In his office in City Hall — a building that previously housed a bank that went bust in the 1980s — Cobb displays architectural drawings for projects like a new wellness center that the city and county can afford to build now that construction is affordable again.

This is not to say that things have been easy in New Mexico, the nation's sixth-largest oil supplier, where oil and natural gas previously accounted for around 35 percent of state revenues. Earlier this year, Republican Gov. Susana Martinez and state legislators had to trim spending and dip into reserves in order to balance the state budget, and state forecasters are warning of more shortfalls next year.

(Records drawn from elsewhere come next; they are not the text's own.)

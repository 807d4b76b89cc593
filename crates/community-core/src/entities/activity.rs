//! Activity entity - a group's append-only activity feed entry
//!
//! Capped at 1000 entries per group, oldest evicted.

use chrono::{DateTime, Utc};
use serde::{Deserialize, Serialize};

/// Group activity feed entry
#[derive(Debug, Clone, PartialEq, Serialize, Deserialize)]
#[serde(rename_all = "camelCase")]
pub struct GroupActivity {
    pub id: String,
    pub group_id: String,
    #[serde(skip_serializing_if = "Option::is_none")]
    pub actor_id: Option<String>,
    /// Short activity kind, e.g. "member_joined", "topic_created"
    pub kind: String,
    #[serde(skip_serializing_if = "Option::is_none")]
    pub detail: Option<String>,
    pub timestamp: DateTime<Utc>,
}

impl GroupActivity {
    pub fn new(
        id: impl Into<String>,
        group_id: impl Into<String>,
        kind: impl Into<String>,
    ) -> Self {
        Self {
            id: id.into(),
            group_id: group_id.into(),
            actor_id: None,
            kind: kind.into(),
            detail: None,
            timestamp: Utc::now(),
        }
    }

    pub fn with_actor(mut self, actor_id: impl Into<String>) -> Self {
        self.actor_id = Some(actor_id.into());
        self
    }

    pub fn with_detail(mut self, detail: impl Into<String>) -> Self {
        self.detail = Some(detail.into());
        self
    }
}
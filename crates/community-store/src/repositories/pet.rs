//! Pet repository

use tracing::instrument;

use community_core::entities::{Pet, PetPatch};
use community_core::error::{DomainError, DomainResult};
use community_core::StorageAdapterExt;

use crate::{keys, SharedAdapter};

/// Repository for `Pet` rows; `slug` is unique per owner
#[derive(Clone)]
pub struct PetRepository {
    adapter: SharedAdapter,
}

impl PetRepository {
    /// Create a new PetRepository
    pub fn new(adapter: SharedAdapter) -> Self {
        Self { adapter }
    }

    fn load(&self) -> DomainResult<Vec<Pet>> {
        self.adapter.read_collection(keys::PETS)
    }

    fn store(&self, rows: &[Pet]) -> DomainResult<()> {
        self.adapter.write_collection(keys::PETS, rows)
    }

    #[instrument(skip(self))]
    pub fn list(&self) -> DomainResult<Vec<Pet>> {
        self.load()
    }

    #[instrument(skip(self))]
    pub fn find(&self, id: &str) -> DomainResult<Option<Pet>> {
        Ok(self.load()?.into_iter().find(|p| p.id == id))
    }

    #[instrument(skip(self))]
    pub fn list_by_owner(&self, owner_id: &str) -> DomainResult<Vec<Pet>> {
        Ok(self
            .load()?
            .into_iter()
            .filter(|p| p.owner_id == owner_id)
            .collect())
    }

    /// Lookup by owner and slug, case-sensitive exact match
    #[instrument(skip(self))]
    pub fn find_by_owner_and_slug(&self, owner_id: &str, slug: &str) -> DomainResult<Option<Pet>> {
        Ok(self
            .load()?
            .into_iter()
            .find(|p| p.owner_id == owner_id && p.slug == slug))
    }

    #[instrument(skip(self, pet))]
    pub fn add(&self, pet: Pet) -> DomainResult<()> {
        let mut rows = self.load()?;
        if rows
            .iter()
            .any(|p| p.owner_id == pet.owner_id && p.slug == pet.slug)
        {
            return Err(DomainError::DuplicateSlug(pet.slug));
        }
        rows.push(pet);
        self.store(&rows)
    }

    #[instrument(skip(self, patch))]
    pub fn update(&self, id: &str, patch: PetPatch) -> DomainResult<Pet> {
        let mut rows = self.load()?;
        let pet = rows
            .iter_mut()
            .find(|p| p.id == id)
            .ok_or_else(|| DomainError::PetNotFound(id.to_string()))?;
        pet.apply(patch);
        let updated = pet.clone();
        self.store(&rows)?;
        Ok(updated)
    }

    #[instrument(skip(self))]
    pub fn remove(&self, id: &str) -> DomainResult<()> {
        let mut rows = self.load()?;
        let before = rows.len();
        rows.retain(|p| p.id != id);
        if rows.len() == before {
            return Err(DomainError::PetNotFound(id.to_string()));
        }
        self.store(&rows)
    }
}
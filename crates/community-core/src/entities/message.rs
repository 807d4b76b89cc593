//! Direct message entity

use chrono::{DateTime, Utc};
use serde::{Deserialize, Serialize};
use std::collections::HashMap;

/// Delivery status of a message
#[derive(Debug, Clone, Copy, PartialEq, Eq, Serialize, Deserialize, Default)]
#[serde(rename_all = "lowercase")]
pub enum MessageStatus {
    #[default]
    Sent,
    Delivered,
    Read,
}

/// File attached to a message
#[derive(Debug, Clone, PartialEq, Serialize, Deserialize)]
#[serde(rename_all = "camelCase")]
pub struct MessageAttachment {
    pub url: String,
    pub file_name: String,
    #[serde(skip_serializing_if = "Option::is_none")]
    pub content_type: Option<String>,
}

/// Message inside a conversation
#[derive(Debug, Clone, PartialEq, Serialize, Deserialize)]
#[serde(rename_all = "camelCase")]
pub struct DirectMessage {
    pub id: String,
    pub conversation_id: String,
    pub sender_id: String,
    pub content: String,
    #[serde(default, skip_serializing_if = "Vec::is_empty")]
    pub attachments: Vec<MessageAttachment>,
    /// Per-participant read timestamps; `None` marks delivered-but-unread
    #[serde(default)]
    pub read_at: HashMap<String, Option<DateTime<Utc>>>,
    pub status: MessageStatus,
    pub created_at: DateTime<Utc>,
}

impl DirectMessage {
    pub fn new(
        id: impl Into<String>,
        conversation_id: impl Into<String>,
        sender_id: impl Into<String>,
        content: impl Into<String>,
    ) -> Self {
        Self {
            id: id.into(),
            conversation_id: conversation_id.into(),
            sender_id: sender_id.into(),
            content: content.into(),
            attachments: Vec::new(),
            read_at: HashMap::new(),
            status: MessageStatus::Sent,
            created_at: Utc::now(),
        }
    }

    /// Case-insensitive substring match against the message content
    pub fn content_matches(&self, query: &str) -> bool {
        self.content.to_lowercase().contains(&query.to_lowercase())
    }

    /// Stamp a reader's read receipt and promote the status
    pub fn mark_read_by(&mut self, user_id: &str, at: DateTime<Utc>) {
        self.read_at.insert(user_id.to_string(), Some(at));
        self.status = MessageStatus::Read;
    }
}

#[cfg(test)]
mod tests {
    use super::*;

    #[test]
    fn test_content_match_is_case_insensitive() {
        let message = DirectMessage::new("m1", "c1", "u1", "See you at the Dog Park!");
        assert!(message.content_matches("dog park"));
        assert!(message.content_matches("DOG"));
        assert!(!message.content_matches("cat"));
    }

    #[test]
    fn test_mark_read_by() {
        let mut message = DirectMessage::new("m1", "c1", "u1", "hi");
        assert_eq!(message.status, MessageStatus::Sent);

        message.mark_read_by("u2", Utc::now());
        assert_eq!(message.status, MessageStatus::Read);
        assert!(message.read_at.get("u2").copied().flatten().is_some());
    }
}
//! # community-service
//!
//! Application layer: the `StoreContext` dependency container and the
//! business workflows over the repositories — permission predicates,
//! membership, moderation, poll voting, event RSVPs, conversation
//! archive/search, and group/post content flows.

pub mod dto;
pub mod services;

// Re-export commonly used types at crate root
pub use services::{
    ContentService, ConversationService, EventService, GroupService, InvalidationHook,
    MembershipService, ModerationService, PermissionService, PollService, ServiceError,
    ServiceResult, StoreContext,
};
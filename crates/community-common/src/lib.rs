//! # community-common
//!
//! Shared utilities: configuration loading and telemetry setup.

pub mod config;
pub mod telemetry;

// Re-export commonly used types at crate root
pub use config::{AdapterBackend, ConfigError, StorageConfig, StoreConfig};
pub use telemetry::{
    init_tracing, init_tracing_with_config, try_init_tracing, try_init_tracing_with_config,
    TracingConfig, TracingError,
};
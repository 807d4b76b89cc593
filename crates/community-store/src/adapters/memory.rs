//! In-memory storage adapter
//!
//! Default backend for tests; state lives for the process lifetime only.

use dashmap::DashMap;
use serde_json::Value;

use community_core::error::DomainResult;
use community_core::StorageAdapter;

/// In-memory implementation of the storage adapter
#[derive(Debug, Default)]
pub struct MemoryAdapter {
    entries: DashMap<String, Value>,
}

impl MemoryAdapter {
    /// Create a new empty MemoryAdapter
    pub fn new() -> Self {
        Self {
            entries: DashMap::new(),
        }
    }

    /// Number of keys currently stored
    pub fn len(&self) -> usize {
        self.entries.len()
    }

    pub fn is_empty(&self) -> bool {
        self.entries.is_empty()
    }
}

impl StorageAdapter for MemoryAdapter {
    fn read(&self, key: &str) -> DomainResult<Option<Value>> {
        Ok(self.entries.get(key).map(|entry| entry.value().clone()))
    }

    fn write(&self, key: &str, value: Value) -> DomainResult<()> {
        self.entries.insert(key.to_string(), value);
        Ok(())
    }

    fn remove(&self, key: &str) -> DomainResult<()> {
        self.entries.remove(key);
        Ok(())
    }
}
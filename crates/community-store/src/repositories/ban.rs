//! Ban repository
//!
//! At most one *active* ban per `(group_id, user_id)`. Activity is
//! evaluated lazily against the expiry at query time; revoking flips
//! `is_active` and keeps the row for history.

use chrono::Utc;
use tracing::instrument;

use community_core::entities::GroupBan;
use community_core::error::{DomainError, DomainResult};
use community_core::StorageAdapterExt;

use crate::{keys, SharedAdapter};

/// Repository for `GroupBan` rows
#[derive(Clone)]
pub struct BanRepository {
    adapter: SharedAdapter,
}

impl BanRepository {
    /// Create a new BanRepository
    pub fn new(adapter: SharedAdapter) -> Self {
        Self { adapter }
    }

    fn load(&self) -> DomainResult<Vec<GroupBan>> {
        self.adapter.read_collection(keys::GROUP_BANS)
    }

    fn store(&self, rows: &[GroupBan]) -> DomainResult<()> {
        self.adapter.write_collection(keys::GROUP_BANS, rows)
    }

    #[instrument(skip(self))]
    pub fn list(&self) -> DomainResult<Vec<GroupBan>> {
        self.load()
    }

    /// The most recent active ban for `(group, user)`, if any
    #[instrument(skip(self))]
    pub fn find_active(&self, group_id: &str, user_id: &str) -> DomainResult<Option<GroupBan>> {
        let now = Utc::now();
        Ok(self
            .load()?
            .into_iter()
            .filter(|b| b.group_id == group_id && b.user_id == user_id && b.is_active_at(now))
            .max_by_key(|b| b.created_at))
    }

    #[instrument(skip(self))]
    pub fn is_banned(&self, group_id: &str, user_id: &str) -> DomainResult<bool> {
        Ok(self.find_active(group_id, user_id)?.is_some())
    }

    /// Full ban history for a group, newest first
    #[instrument(skip(self))]
    pub fn list_by_group(&self, group_id: &str) -> DomainResult<Vec<GroupBan>> {
        let mut rows: Vec<GroupBan> = self
            .load()?
            .into_iter()
            .filter(|b| b.group_id == group_id)
            .collect();
        rows.sort_by(|a, b| b.created_at.cmp(&a.created_at));
        Ok(rows)
    }

    /// Append a ban row; a second active ban for the same pair is rejected
    #[instrument(skip(self, ban))]
    pub fn add(&self, ban: GroupBan) -> DomainResult<()> {
        if self.is_banned(&ban.group_id, &ban.user_id)? {
            return Err(DomainError::AlreadyBanned);
        }
        let mut rows = self.load()?;
        rows.push(ban);
        self.store(&rows)
    }

    /// Flip `is_active` off on the given ban row, preserving history
    #[instrument(skip(self))]
    pub fn deactivate(&self, ban_id: &str) -> DomainResult<GroupBan> {
        let mut rows = self.load()?;
        let ban = rows
            .iter_mut()
            .find(|b| b.id == ban_id)
            .ok_or(DomainError::BanNotFound)?;
        ban.is_active = false;
        let updated = ban.clone();
        self.store(&rows)?;
        Ok(updated)
    }
}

State Economic Development Secretary Jon Barela says the situation should serve as a wake up call for New Mexico to diversify beyond its traditional economic drivers — oil and federal government spending.

"Any state, any political jurisdiction, can't put all of its eggs into one or two baskets as New Mexico has done for the last several decades," he said.

But out in the oil fields, they say don't count them out just yet.

Hanagan, a 30-year veteran of booms and busts, believes that because production was cut so quickly, prices are bound to snap back soon.

"I think we're going to see $60 this year, and I wouldn't be at all surprised to see $70 next year," he said.

It would be welcome news in Hobbs, even though residents insist they are ready for whatever comes their way.

Correction: This story was updated to correct County Commissoner Gregg Fulfer's last name.